(Saved data entries)
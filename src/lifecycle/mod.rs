//! On-demand pilot lifecycle operations: counterfactual projections and the exit ramp

pub mod exit_ramp;
pub mod time_travel;

pub use exit_ramp::{begin_exit, finish_exit, plan_exit, ExitRamp, ExitStrategy, TAX_SAVINGS_RATE};
pub use time_travel::{
    base_annual_return, resolve_start, simulate, TimeTravelInput, TimeTravelResult, TimeTravelScenario,
};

▸ PROBLEM TO SOLVE
Set down exactly, and only, the lines of the data above from the line containing "pub mod time_travel;" through the last one.

▸ RESPONSE BELOW
pub mod time_travel;

pub use exit_ramp::{begin_exit, finish_exit, plan_exit, ExitRamp, ExitStrategy, TAX_SAVINGS_RATE};
pub use time_travel::{
    base_annual_return, resolve_start, simulate, TimeTravelInput, TimeTravelResult, TimeTravelScenario,
};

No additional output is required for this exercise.